-- Opening Marker --

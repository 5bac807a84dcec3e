//! Request ID middleware.
//!
//! Reuses an upstream `x-request-id` when present, otherwise generates a
//! UUID v4. The ID is recorded in the span, tagged on the Sentry scope and
//! echoed back in the response.

use axum::{extract::Request, http::HeaderValue, middleware::Next, response::Response};
use tracing::Span;
use uuid::Uuid;

/// The HTTP header name for request IDs.
pub const REQUEST_ID_HEADER: &str = "x-request-id";

const MAX_UPSTREAM_ID_LEN: usize = 128;

/// Middleware that ensures every request has a request ID.
pub async fn request_id_middleware(request: Request, next: Next) -> Response {
    let request_id = request
        .headers()
        .get(REQUEST_ID_HEADER)
        .and_then(|h| h.to_str().ok())
        .filter(|id| !id.is_empty() && id.len() <= MAX_UPSTREAM_ID_LEN)
        .map_or_else(|| Uuid::new_v4().to_string(), String::from);

    Span::current().record("request_id", &request_id);
    sentry::configure_scope(|scope| {
        scope.set_tag("request_id", &request_id);
    });

    let mut response = next.run(request).await;
    if let Ok(value) = HeaderValue::from_str(&request_id) {
        response.headers_mut().insert(REQUEST_ID_HEADER, value);
    }
    response
}
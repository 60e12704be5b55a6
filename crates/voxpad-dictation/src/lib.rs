//! Voxpad dictation crate - speech-to-note sessions over an injected recognizer.
//!
//! A `DictationSession` drives a `SpeechRecognizer` through listen/stop cycles
//! under a supervising controller task. Finalized utterances either become
//! notes through a `NoteSink` (auto-commit) or are staged in an observable
//! transcript for manual submission (preview).

pub mod recognizer;
pub mod session;

pub use recognizer::{
    RecognitionRequest, RecognitionResult, RecognizerError, ScriptedRecognizer, SpeechRecognizer,
};
pub use session::{DictationSession, NoteSink};
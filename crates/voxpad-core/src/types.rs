use std::fmt;

use chrono::{DateTime, Utc};
use serde::{Deserialize, Serialize};

// =============================================================================
// Enums
// =============================================================================

/// How a dictation session routes finalized utterances.
#[derive(Clone, Debug, Default, PartialEq, Eq, Hash, Serialize, Deserialize)]
#[serde(rename_all = "snake_case")]
pub enum DictationMode {
    /// Persist every finalized utterance as a new note and keep listening (default).
    #[default]
    AutoCommit,
    /// Stage the finalized utterance for manual submission; single-shot.
    Preview,
}

/// Language-model hint passed to the speech recognizer.
#[derive(Clone, Debug, Default, PartialEq, Eq, Hash, Serialize, Deserialize)]
#[serde(rename_all = "snake_case")]
pub enum LanguageModel {
    /// General free-form speech (default).
    #[default]
    FreeForm,
    /// Short search-query style phrases.
    WebSearch,
}

// =============================================================================
// Newtype Wrappers
// =============================================================================

/// Unique identifier for a persisted note, assigned by the store on insert.
///
/// Once assigned an id never changes and is never reused, even after the
/// note is deleted.
#[derive(Clone, Copy, Debug, PartialEq, Eq, PartialOrd, Ord, Hash, Serialize, Deserialize)]
pub struct NoteId(pub i64);

impl fmt::Display for NoteId {
    fn fmt(&self, f: &mut fmt::Formatter<'_>) -> fmt::Result {
        write!(f, "{}", self.0)
    }
}

/// Unix timestamp in milliseconds since epoch.
///
/// Compared by value. Two timestamps with the same inner value are equal.
#[derive(Clone, Copy, Debug, PartialEq, Eq, PartialOrd, Ord, Hash, Serialize, Deserialize)]
pub struct TimestampMs(pub i64);

impl TimestampMs {
    pub fn now() -> Self {
        Self(Utc::now().timestamp_millis())
    }

    pub fn from_datetime(dt: DateTime<Utc>) -> Self {
        Self(dt.timestamp_millis())
    }

    pub fn to_datetime(&self) -> DateTime<Utc> {
        DateTime::from_timestamp_millis(self.0).unwrap_or_default()
    }
}

// =============================================================================
// Entity Structs
// =============================================================================

/// A persisted note.
#[derive(Debug, Clone, PartialEq, Eq, Serialize, Deserialize)]
pub struct Note {
    pub id: NoteId,
    pub title: String,
    pub content: String,
    pub timestamp: TimestampMs,
}

/// A note that has not been persisted yet.
///
/// Carries no id; the store assigns one on insert. A `None` timestamp means
/// "stamp with the current time when the row is written".
#[derive(Debug, Clone, PartialEq, Eq, Serialize, Deserialize)]
pub struct NoteDraft {
    pub title: String,
    pub content: String,
    pub timestamp: Option<TimestampMs>,
}

impl NoteDraft {
    pub fn new(title: String, content: String) -> Self {
        Self {
            title,
            content,
            timestamp: None,
        }
    }
}

// =============================================================================
// Tests
// =============================================================================
use std::path::Path;

use serde::{Deserialize, Serialize};
use tracing::{info, warn};

use crate::error::{Result, VoxpadError};
use crate::types::{DictationMode, LanguageModel};

/// Top-level configuration for the Voxpad application.
///
/// Loaded from `~/.voxpad/config.toml` by default. Each section corresponds
/// to a bounded context or cross-cutting concern.
#[derive(Debug, Clone, Serialize, Deserialize)]
pub struct VoxpadConfig {
    #[serde(default)]
    pub general: GeneralConfig,
    #[serde(default)]
    pub dictation: DictationConfig,
}

impl Default for VoxpadConfig {
    fn default() -> Self {
        Self {
            general: GeneralConfig::default(),
            dictation: DictationConfig::default(),
        }
    }
}

impl VoxpadConfig {
    /// Load configuration from a TOML file.
    ///
    /// Returns an error if the file cannot be read or parsed.
    pub fn load(path: &Path) -> Result<Self> {
        let content = std::fs::read_to_string(path)?;
        let config: VoxpadConfig = toml::from_str(&content)?;
        info!("Configuration loaded from {}", path.display());
        Ok(config)
    }

    /// Load configuration from a TOML file, falling back to defaults if the
    /// file does not exist or cannot be parsed.
    pub fn load_or_default(path: &Path) -> Self {
        match Self::load(path) {
            Ok(config) => config,
            Err(e) => {
                warn!(
                    "Failed to load config from {}: {}. Using defaults.",
                    path.display(),
                    e
                );
                Self::default()
            }
        }
    }

    /// Save the current configuration to a TOML file.
    pub fn save(&self, path: &Path) -> Result<()> {
        if let Some(parent) = path.parent() {
            std::fs::create_dir_all(parent)?;
        }
        let content =
            toml::to_string_pretty(self).map_err(|e| VoxpadError::Config(e.to_string()))?;
        std::fs::write(path, content)?;
        info!("Configuration saved to {}", path.display());
        Ok(())
    }
}

/// General application settings.
#[derive(Debug, Clone, Serialize, Deserialize)]
#[serde(default)]
pub struct GeneralConfig {
    /// Data directory for the SQLite database.
    pub data_dir: String,
    /// Log level: trace, debug, info, warn, error.
    pub log_level: String,
}

impl Default for GeneralConfig {
    fn default() -> Self {
        Self {
            data_dir: "~/.voxpad/data".to_string(),
            log_level: "info".to_string(),
        }
    }
}

/// Dictation configuration.
#[derive(Debug, Clone, Serialize, Deserialize)]
#[serde(default)]
pub struct DictationConfig {
    /// BCP 47 locale tag passed to the recognizer for each attempt.
    pub locale: String,
    /// Language-model hint passed to the recognizer.
    pub language_model: LanguageModel,
    /// How finalized utterances are routed.
    pub mode: DictationMode,
    /// Title given to notes created by auto-commit dictation.
    pub note_title: String,
}

impl Default for DictationConfig {
    fn default() -> Self {
        Self {
            locale: "en-US".to_string(),
            language_model: LanguageModel::FreeForm,
            mode: DictationMode::AutoCommit,
            note_title: "Dictated Note".to_string(),
        }
    }
}
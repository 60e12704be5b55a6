//! Speech-recognition abstraction.
//!
//! Provides the trait a listening attempt is issued through, the request
//! and result types that cross it, recognizer error codes, and a scripted
//! implementation for driving sessions in tests.

use std::collections::VecDeque;
use std::future::Future;
use std::sync::atomic::{AtomicUsize, Ordering};
use std::sync::{Arc, Mutex};

use thiserror::Error;

use voxpad_core::config::DictationConfig;
use voxpad_core::types::LanguageModel;

// =============================================================================
// Request and result types
// =============================================================================

/// Parameters for a single listening attempt.
///
/// A fresh request is built for every attempt from the session's
/// dictation configuration.
#[derive(Debug, Clone, PartialEq, Eq)]
pub struct RecognitionRequest {
    /// BCP-47 locale tag, e.g. "en-US".
    pub locale: String,
    /// Which language model the recognizer should favor.
    pub language_model: LanguageModel,
}

impl From<&DictationConfig> for RecognitionRequest {
    fn from(config: &DictationConfig) -> Self {
        Self {
            locale: config.locale.clone(),
            language_model: config.language_model.clone(),
        }
    }
}

/// Finalized output of one listening attempt.
#[derive(Debug, Clone, Default, PartialEq, Eq)]
pub struct RecognitionResult {
    /// Transcript candidates, ranked best-first.
    pub candidates: Vec<String>,
}

impl RecognitionResult {
    pub fn new(candidates: Vec<String>) -> Self {
        Self { candidates }
    }

    /// The top-ranked transcript, if any.
    pub fn best(&self) -> Option<&str> {
        self.candidates.first().map(String::as_str)
    }
}

// =============================================================================
// Errors
// =============================================================================

/// Error codes a recognizer can resolve an attempt with.
///
/// These are attempt outcomes, not crate failures: while listening, the
/// session recovers from every one of them by starting the next attempt.
#[derive(Debug, Clone, PartialEq, Eq, Error)]
#[non_exhaustive]
pub enum RecognizerError {
    /// Speech was captured but produced no usable match.
    #[error("No recognition match")]
    NoMatch,

    /// No speech arrived before the recognizer's input deadline.
    #[error("Speech input timed out")]
    SpeechTimeout,

    /// Audio capture failed.
    #[error("Audio error: {0}")]
    Audio(String),

    /// Transport failure between the recognizer and its backing service.
    #[error("Network error: {0}")]
    Network(String),

    /// The recognizer is already serving another request.
    #[error("Recognizer busy")]
    Busy,

    /// Microphone permission is missing.
    #[error("Microphone permission denied")]
    PermissionDenied,
}

// =============================================================================
// Trait
// =============================================================================

/// A speech-recognition capability.
///
/// One call is one listening attempt: capture audio, run recognition,
/// and resolve with ranked transcript candidates or an error code.
/// Partial results are not modeled; only the finalized path and the
/// error path exist.
pub trait SpeechRecognizer: Send + Sync {
    /// Run a single listening attempt.
    fn recognize(
        &self,
        request: RecognitionRequest,
    ) -> impl Future<Output = Result<RecognitionResult, RecognizerError>> + Send;
}

impl<R: SpeechRecognizer> SpeechRecognizer for Arc<R> {
    fn recognize(
        &self,
        request: RecognitionRequest,
    ) -> impl Future<Output = Result<RecognitionResult, RecognizerError>> + Send {
        (**self).recognize(request)
    }
}

// =============================================================================
// Scripted implementation
// =============================================================================

/// Scripted recognizer for tests.
///
/// Resolves attempts from a queue of outcomes and records every request
/// it receives. Once the script is exhausted, attempts never resolve,
/// which models a recognizer waiting for speech that never comes.
#[derive(Default)]
pub struct ScriptedRecognizer {
    script: Mutex<VecDeque<Result<RecognitionResult, RecognizerError>>>,
    requests: Mutex<Vec<RecognitionRequest>>,
    attempts: AtomicUsize,
}

impl ScriptedRecognizer {
    pub fn new() -> Self {
        Self::default()
    }

    /// Queue an attempt resolving to a single transcript candidate.
    pub fn push_text(&self, text: &str) {
        self.push(Ok(RecognitionResult::new(vec![text.to_string()])));
    }

    /// Queue an attempt resolving with no candidates at all.
    pub fn push_empty(&self) {
        self.push(Ok(RecognitionResult::default()));
    }

    /// Queue an attempt resolving to an error code.
    pub fn push_error(&self, error: RecognizerError) {
        self.push(Err(error));
    }

    fn push(&self, outcome: Result<RecognitionResult, RecognizerError>) {
        if let Ok(mut script) = self.script.lock() {
            script.push_back(outcome);
        }
    }

    /// Number of attempts issued so far.
    pub fn attempts(&self) -> usize {
        self.attempts.load(Ordering::SeqCst)
    }

    /// Requests received so far, in order.
    pub fn requests(&self) -> Vec<RecognitionRequest> {
        self.requests
            .lock()
            .map(|requests| requests.clone())
            .unwrap_or_default()
    }
}

impl std::fmt::Debug for ScriptedRecognizer {
    fn fmt(&self, f: &mut std::fmt::Formatter<'_>) -> std::fmt::Result {
        f.debug_struct("ScriptedRecognizer")
            .field("attempts", &self.attempts())
            .finish()
    }
}

impl SpeechRecognizer for ScriptedRecognizer {
    async fn recognize(
        &self,
        request: RecognitionRequest,
    ) -> Result<RecognitionResult, RecognizerError> {
        self.attempts.fetch_add(1, Ordering::SeqCst);
        if let Ok(mut requests) = self.requests.lock() {
            requests.push(request);
        }

        let next = self
            .script
            .lock()
            .ok()
            .and_then(|mut script| script.pop_front());
        match next {
            Some(outcome) => outcome,
            None => std::future::pending().await,
        }
    }
}

// =============================================================================
// Tests
// =============================================================================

-- Closing Marker --

§ Action item: Where does the word "DictationSession" appear in the records above? Return every line that holds it.

§ Output for this exercise:
//! A `DictationSession` drives a `SpeechRecognizer` through listen/stop cycles
pub use session::{DictationSession, NoteSink};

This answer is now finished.